Quantcast
Published On: Thu, Dec 7th, 2023

6 Ways to Stop Foreclosure on Your Home

In Q3 2023, total U.S. foreclosure filings reached 100,546. That includes 36,684 foreclosure filings in September, up 8% from August and 15% from September last year. 

If you are concerned about foreclosure or at risk of missing your monthly payments, consult a foreclosure attorney for professional help. They can help you mitigate losses.

If you want to learn how you can stop a pending foreclosure, read on. In this article, we’ll go over what a foreclosure is, how to avoid it, and ways to stop it once in motion.

Imagen de Tumisu en Pixabay

What is foreclosure?

A foreclosure is a legal process by which a lender repossesss a home to recoup their losses after a homeowner stops making mortgage payments.

Federal law prohibits lenders from beginning the foreclosure process until a borrower has been past due on payments for over 120 days. 

At that point, the foreclosure process starts, and the homeowner may be evicted from the home—which is recorded on their credit report—and the property ownership transfers to the lender, who typically sells the property at auction. 

How to avoid a foreclosure

To avoid foreclosure, it’s crucial to keep up with your monthly payments. If you never get behind, you won’t ever be at risk of foreclosure. 

Some common ways to prevent falling behind on payments include building an emergency fund in case you fall on hard times, refinancing your mortgage to lower your monthly payments, and proactively reaching out to your lender for help.

Many homeowners don’t realize that lenders want to avoid foreclosure just as much as you do because it usually costs them. So, as soon as you anticipate missing a payment, contact the lender to see what options are available to you. 

How to stop a pending foreclosure

Some of the options to stop a pending foreclosure that a lender might propose or that you might pursue on your own include the following:

  1. Modify the loan

If you’re struggling to make your monthly mortgage payments, your lender may be willing to modify the loan to make it more affordable. A loan modification works similarly to a refinance in that it can extend the length of the loan term or take into account an improved credit score to lower your monthly payments so they are easier to pay.

  1. Establish a mortgage repayment plan

Say you fell behind on your mortgage payments and then get back on your feet and continue making them. What if you can’t afford to pay back the missed payments in a lump sum?

In that case, lenders may be willing to work out a repayment plan to get you caught up. Instead of requiring the missed payments all at once, they may let you spread them out over a longer period of time so you can pay back what you owe incrementally.

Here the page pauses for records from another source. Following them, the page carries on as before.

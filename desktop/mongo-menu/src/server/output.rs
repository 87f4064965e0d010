//! Draining of the server's stdout and stderr.

use crate::server::{Diagnosis, StatusPublisher};

use tokio::io::{AsyncBufReadExt, AsyncRead, BufReader};
use tokio::process::{ChildStderr, ChildStdout};
use tokio::task::JoinHandle;
use tracing::{debug, warn};

const PORT_CONFLICT_SIGNATURE: &str = "Address already in use";

/// Forward stdout lines to the debug log.
pub(crate) fn drain_stdout(stdout: ChildStdout) -> JoinHandle<()> {
    tokio::spawn(read_lines(stdout, "stdout", |line| {
        debug!(target: "mongod", "{line}");
    }))
}

/// Forward stderr lines to the warning log, reporting port conflicts
/// as soon as they appear.
pub(crate) fn drain_stderr(stderr: ChildStderr, publisher: StatusPublisher) -> JoinHandle<()> {
    tokio::spawn(read_lines(stderr, "stderr", move |line| {
        warn!(target: "mongod", "{line}");
        if line.contains(PORT_CONFLICT_SIGNATURE) {
            publisher.report(Diagnosis::PortConflict);
        }
    }))
}

async fn read_lines<R, F>(stream: R, name: &'static str, mut on_line: F)
where
    R: AsyncRead + Unpin,
    F: FnMut(&str),
{
    // mongod output is not guaranteed to be UTF-8
    let mut segments = BufReader::new(stream).split(b'\n');

    loop {
        match segments.next_segment().await {
            Ok(Some(bytes)) => {
                let line = String::from_utf8_lossy(&bytes);
                on_line(line.trim_end_matches('\r'));
            }
            Ok(None) => break,
            Err(e) => {
                warn!("Error reading MongoDB {name}: {e}");
                break;
            }
        }
    }
}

  1. Request a forbearance

Another way to stop a foreclosure is to request a forbearance. This puts your monthly mortgage payments on hold temporarily so you can get back on your feet. You’ll still owe the amount that was suspended at the end of the forbearance period, but you’ll have more time to gather the necessary funds. Usually, the suspended loan payments are paid via lump sum or a repayment plan. 

  1. Conduct a short sale

If foreclosure looks inevitable, you might consider a short sale. This involves selling your home for less than what you owe and having the proceeds go to the lender, who usually then forgives part or all of the remaining loan balance. Of course, you’ll need to get a short sale approved by the lender first. 

  1. Sign a deed in lieu of foreclosure

If all else fails, you might sign a deed in lieu of foreclosure. This means voluntarily transferring property ownership to the lender to avoid an official foreclosure proceeding, which would damage your credit score. This way, you at least protect your credit so you can qualify for more favorable loan terms in the future. 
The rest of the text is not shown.